**Task objective**
Output must match the data below exactly from its first line through the line that contains "JSON-RPC listen port.", with no other line.

[Data extracted from a collection]

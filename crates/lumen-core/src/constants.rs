//! Protocol and operational defaults.

/// Version tag carried by every serialized [`Block`](crate::types::Block).
pub const BLOCK_PROTO_VERSION: u32 = 1;

/// Version tag of the published chunk manifest document.
pub const MANIFEST_VERSION: u32 = 1;

/// Fixed blob-store key of the chunk manifest.
pub const MANIFEST_KEY: &str = "manifest.json";

/// Width of the big-endian length prefix in front of every block in a chunk blob.
pub const LENGTH_PREFIX_BYTES: usize = 4;

/// Number of trailing blocks still considered reversible.
pub const DEFAULT_FINALITY_DEPTH: u64 = 100;

/// The follower logs a progress line every this many connected blocks.
pub const DEFAULT_PROGRESS_INTERVAL: u64 = 1_000;

/// Seconds the follower sleeps before restarting after a failure.
pub const DEFAULT_FOLLOW_RETRY_SECS: u64 = 5;

/// Uncompressed blob size at which a chunk is finalized (8 MiB).
pub const DEFAULT_CHUNK_SIZE_BYTES: u64 = 8 * 1024 * 1024;

/// Seconds an open chunk may lag behind the cache before it is published unfinalized.
pub const DEFAULT_MAX_LAG_SECS: u64 = 3_600;

/// Seconds between polls while the publisher waits for new finalized blocks.
pub const DEFAULT_POLL_INTERVAL_SECS: u64 = 60;

/// Seconds the publisher waits before retrying a failed cycle.
pub const DEFAULT_PUBLISH_RETRY_SECS: u64 = 30;

/// Most blocks one buffered range request may ask for.
pub const DEFAULT_MAX_RANGE_BLOCKS: u64 = 1_000;

/// Default JSON-RPC listen port.
pub const DEFAULT_RPC_PORT: u16 = 50_051;

/// Default HTTP API listen port.
pub const DEFAULT_HTTP_PORT: u16 = 8_080;

/// Default port of the origin node's HTTP RPC adapter.
pub const DEFAULT_ORIGIN_PORT: u16 = 8_021;

/// Protocol version reported by `getServerInfo`.
pub const SERVER_INFO_VERSION: u32 = 0;
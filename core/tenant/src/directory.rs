use async_trait::async_trait;
use thiserror::Error;

use crate::{
    entity::{NewTenant, Tenant},
    primitives::TenantId,
};

#[derive(Error, Debug)]
pub enum TenantDirectoryError {
    #[error("TenantDirectoryError - Sqlx: {0}")]
    Sqlx(#[from] sqlx::Error),
    #[error("TenantDirectoryError - EsEntityError: {0}")]
    EsEntityError(es_entity::EsEntityError),
    #[error("TenantDirectoryError - Serde: {0}")]
    Serde(#[from] serde_json::Error),
    #[error("TenantDirectoryError - NotFound: {0}")]
    NotFound(TenantId),
    #[error("TenantDirectoryError - ConcurrentModification: {0}")]
    ConcurrentModification(TenantId),
}

es_entity::from_es_entity_error!(TenantDirectoryError);

/// Storage seam for tenants. The ledger engine only ever reads tenants and
/// appends events to them; writes go through an optimistic-concurrency
/// `update` keyed on the event-count version.
#[async_trait]
pub trait TenantDirectory: Send + Sync + 'static {
    async fn create(&self, new_tenant: NewTenant) -> Result<Tenant, TenantDirectoryError>;

    async fn find_by_id(&self, id: TenantId) -> Result<Tenant, TenantDirectoryError>;

    async fn list_active(&self) -> Result<Vec<Tenant>, TenantDirectoryError>;

    /// Resolve a tenant by the normalized 9-digit phone suffix.
    async fn find_by_phone_suffix(
        &self,
        suffix: &str,
    ) -> Result<Option<Tenant>, TenantDirectoryError>;

    /// Persist appended events. Fails with `ConcurrentModification` when the
    /// stored version no longer matches `expected_version`.
    async fn update(
        &self,
        tenant: &Tenant,
        expected_version: usize,
    ) -> Result<(), TenantDirectoryError>;
}
use chrono::NaiveDate;
use derive_builder::Builder;
use serde::{Deserialize, Serialize};

use es_entity::*;

use crate::primitives::*;

#[derive(EsEvent, Debug, Clone, Serialize, Deserialize)]
#[serde(tag = "type", rename_all = "snake_case")]
#[es_event(id = "TenantId")]
pub enum TenantEvent {
    Initialized {
        id: TenantId,
        name: String,
        phone: String,
        unit: String,
        monthly_rent: KesCents,
        lease_start: NaiveDate,
        lease_end: NaiveDate,
        status: TenancyStatus,
    },
    LeaseExtended {
        months: u32,
        new_lease_end: NaiveDate,
    },
    MonthlyRentPosted {
        month: BillingMonth,
        amount: KesCents,
    },
    PaymentApplied {
        month: BillingMonth,
        amount: KesCents,
        month_obligation: KesCents,
    },
    MarkedOverdue {
        month: BillingMonth,
    },
    StatusUpdated {
        status: TenancyStatus,
    },
}

#[derive(EsEntity, Builder)]
#[builder(pattern = "owned", build_fn(error = "EsEntityError"))]
pub struct Tenant {
    pub id: TenantId,
    pub name: String,
    pub phone: String,
    pub unit: String,
    pub monthly_rent: KesCents,
    pub lease_start: NaiveDate,
    pub lease_end: NaiveDate,
    pub status: TenancyStatus,
    /// Running balance for `current_month`: positive = owed, negative = credit.
    pub balance: SignedKesCents,
    /// The billing period `balance` and `payment_status` currently reflect.
    pub current_month: Option<BillingMonth>,
    pub payment_status: PaymentStatus,

    events: EntityEvents<TenantEvent>,
}

impl Tenant {
    pub fn phone_suffix(&self) -> String {
        phone_suffix(&self.phone)
    }

    pub fn is_active(&self) -> bool {
        self.status == TenancyStatus::Active
    }

    /// Persisted event count; doubles as the optimistic-concurrency version.
    pub fn version(&self) -> usize {
        self.events.iter_all().count()
    }

    pub fn events_snapshot(&self) -> Vec<TenantEvent> {
        self.events.iter_all().cloned().collect()
    }

    pub fn rehydrate(id: TenantId, events: Vec<TenantEvent>) -> Result<Self, EsEntityError> {
        Self::try_from_events(EntityEvents::init(id, events))
    }

    pub(crate) fn post_monthly_rent(&mut self, month: BillingMonth) -> Idempotent<()> {
        idempotency_guard!(
            self.events.iter_all().rev(),
            TenantEvent::MonthlyRentPosted { month: posted, .. } if *posted == month
        );
        self.balance += self.monthly_rent;
        self.current_month = Some(month);
        self.payment_status = PaymentStatus::Pending;
        self.events.push(TenantEvent::MonthlyRentPosted {
            month,
            amount: self.monthly_rent,
        });
        Idempotent::Executed(())
    }

    /// Deduct a confirmed payment from the running balance. When the payment
    /// belongs to a month other than the one the balance reflects, the
    /// balance is rebuilt from that month's obligation first so a stale
    /// marker cannot corrupt it.
    pub(crate) fn apply_payment(
        &mut self,
        month: BillingMonth,
        amount: KesCents,
        month_obligation: KesCents,
    ) {
        if self.current_month == Some(month) {
            self.balance -= amount;
        } else {
            self.balance = SignedKesCents::from(month_obligation) - amount;
        }
        self.payment_status = payment_status_for(self.balance, self.monthly_rent);
        self.events.push(TenantEvent::PaymentApplied {
            month,
            amount,
            month_obligation,
        });
    }

    pub(crate) fn mark_overdue(&mut self, month: BillingMonth) -> Idempotent<()> {
        if self.payment_status == PaymentStatus::Paid {
            return Idempotent::Ignored;
        }
        idempotency_guard!(
            self.events.iter_all().rev(),
            TenantEvent::MarkedOverdue { month: marked } if *marked == month,
            => TenantEvent::MonthlyRentPosted { .. }
        );
        self.payment_status = PaymentStatus::Overdue;
        self.events.push(TenantEvent::MarkedOverdue { month });
        Idempotent::Executed(())
    }

    pub(crate) fn extend_lease(&mut self, months: u32) -> NaiveDate {
        let new_lease_end = self.lease_end + chrono::Months::new(months);
        self.lease_end = new_lease_end;
        self.events.push(TenantEvent::LeaseExtended {
            months,
            new_lease_end,
        });
        new_lease_end
    }

    pub(crate) fn update_status(&mut self, status: TenancyStatus) -> Idempotent<()> {
        if self.status == status {
            return Idempotent::Ignored;
        }
        self.status = status;
        self.events.push(TenantEvent::StatusUpdated { status });
        Idempotent::Executed(())
    }
}

fn payment_status_for(balance: SignedKesCents, monthly_rent: KesCents) -> PaymentStatus {
    if balance <= SignedKesCents::ZERO {
        PaymentStatus::Paid
    } else if balance < SignedKesCents::from(monthly_rent) {
        PaymentStatus::Partial
    } else {
        PaymentStatus::Pending
    }
}

impl TryFromEvents<TenantEvent> for Tenant {
    fn try_from_events(events: EntityEvents<TenantEvent>) -> Result<Self, EsEntityError> {
        let mut builder = TenantBuilder::default();
        let mut monthly_rent = KesCents::ZERO;
        let mut balance = SignedKesCents::ZERO;
        let mut current_month = None;
        let mut payment_status = PaymentStatus::Pending;

        for event in events.iter_all() {
            match event {
                TenantEvent::Initialized {
                    id,
                    name,
                    phone,
                    unit,
                    monthly_rent: rent,
                    lease_start,
                    lease_end,
                    status,
                } => {
                    monthly_rent = *rent;
                    builder = builder
                        .id(*id)
                        .name(name.clone())
                        .phone(phone.clone())
                        .unit(unit.clone())
                        .monthly_rent(*rent)
                        .lease_start(*lease_start)
                        .lease_end(*lease_end)
                        .status(*status);
                }
                TenantEvent::LeaseExtended { new_lease_end, .. } => {
                    builder = builder.lease_end(*new_lease_end);
                }
                TenantEvent::MonthlyRentPosted { month, amount } => {
                    balance += *amount;
                    current_month = Some(*month);
                    payment_status = PaymentStatus::Pending;
                }
                TenantEvent::PaymentApplied {
                    month,
                    amount,
                    month_obligation,
                } => {
                    balance = if current_month == Some(*month) {
                        balance - *amount
                    } else {
                        SignedKesCents::from(*month_obligation) - *amount
                    };
                    payment_status = payment_status_for(balance, monthly_rent);
                }
                TenantEvent::MarkedOverdue { .. } => {
                    payment_status = PaymentStatus::Overdue;
                }
                TenantEvent::StatusUpdated { status } => {
                    builder = builder.status(*status);
                }
            }
        }

        builder
            .balance(balance)
            .current_month(current_month)
            .payment_status(payment_status)
            .events(events)
            .build()
    }
}

#[derive(Debug, Builder)]
pub struct NewTenant {
    #[builder(setter(into))]
    pub(crate) id: TenantId,
    #[builder(setter(into))]
    pub(crate) name: String,
    #[builder(setter(into))]
    pub(crate) phone: String,
    #[builder(setter(into))]
    pub(crate) unit: String,
    pub(crate) monthly_rent: KesCents,
    pub(crate) lease_start: NaiveDate,
    pub(crate) lease_end: NaiveDate,
    #[builder(default = "TenancyStatus::Active")]
    pub(crate) status: TenancyStatus,
}

impl NewTenant {
    pub fn builder() -> NewTenantBuilder {
        NewTenantBuilder::default()
    }
}

impl IntoEvents<TenantEvent> for NewTenant {
    fn into_events(self) -> EntityEvents<TenantEvent> {
        EntityEvents::init(
            self.id,
            [TenantEvent::Initialized {
                id: self.id,
                name: self.name,
                phone: self.phone,
                unit: self.unit,
                monthly_rent: self.monthly_rent,
                lease_start: self.lease_start,
                lease_end: self.lease_end,
                status: self.status,
            }],
        )
    }
}
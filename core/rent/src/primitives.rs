pub use core_money::{KesCents, SignedKesCents};
pub use core_tenant::{BillingMonth, PaymentStatus, TenancyStatus, TenantId};

es_entity::entity_id! { RentRecordId, PaymentId }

**Response box**
filename crates/lumen-core/src/constants.rs
//! Protocol and operational defaults.

/// Version tag carried by every serialized [`Block`](crate::types::Block).
pub const BLOCK_PROTO_VERSION: u32 = 1;

/// Version tag of the published chunk manifest document.
pub const MANIFEST_VERSION: u32 = 1;

/// Fixed blob-store key of the chunk manifest.
pub const MANIFEST_KEY: &str = "manifest.json";

/// Width of the big-endian length prefix in front of every block in a chunk blob.
pub const LENGTH_PREFIX_BYTES: usize = 4;

/// Number of trailing blocks still considered reversible.
pub const DEFAULT_FINALITY_DEPTH: u64 = 100;

/// The follower logs a progress line every this many connected blocks.
pub const DEFAULT_PROGRESS_INTERVAL: u64 = 1_000;

/// Seconds the follower sleeps before restarting after a failure.
pub const DEFAULT_FOLLOW_RETRY_SECS: u64 = 5;

/// Uncompressed blob size at which a chunk is finalized (8 MiB).
pub const DEFAULT_CHUNK_SIZE_BYTES: u64 = 8 * 1024 * 1024;

/// Seconds an open chunk may lag behind the cache before it is published unfinalized.
pub const DEFAULT_MAX_LAG_SECS: u64 = 3_600;

/// Seconds between polls while the publisher waits for new finalized blocks.
pub const DEFAULT_POLL_INTERVAL_SECS: u64 = 60;

/// Seconds the publisher waits before retrying a failed cycle.
pub const DEFAULT_PUBLISH_RETRY_SECS: u64 = 30;

/// Most blocks one buffered range request may ask for.
pub const DEFAULT_MAX_RANGE_BLOCKS: u64 = 1_000;

/// Default JSON-RPC listen port.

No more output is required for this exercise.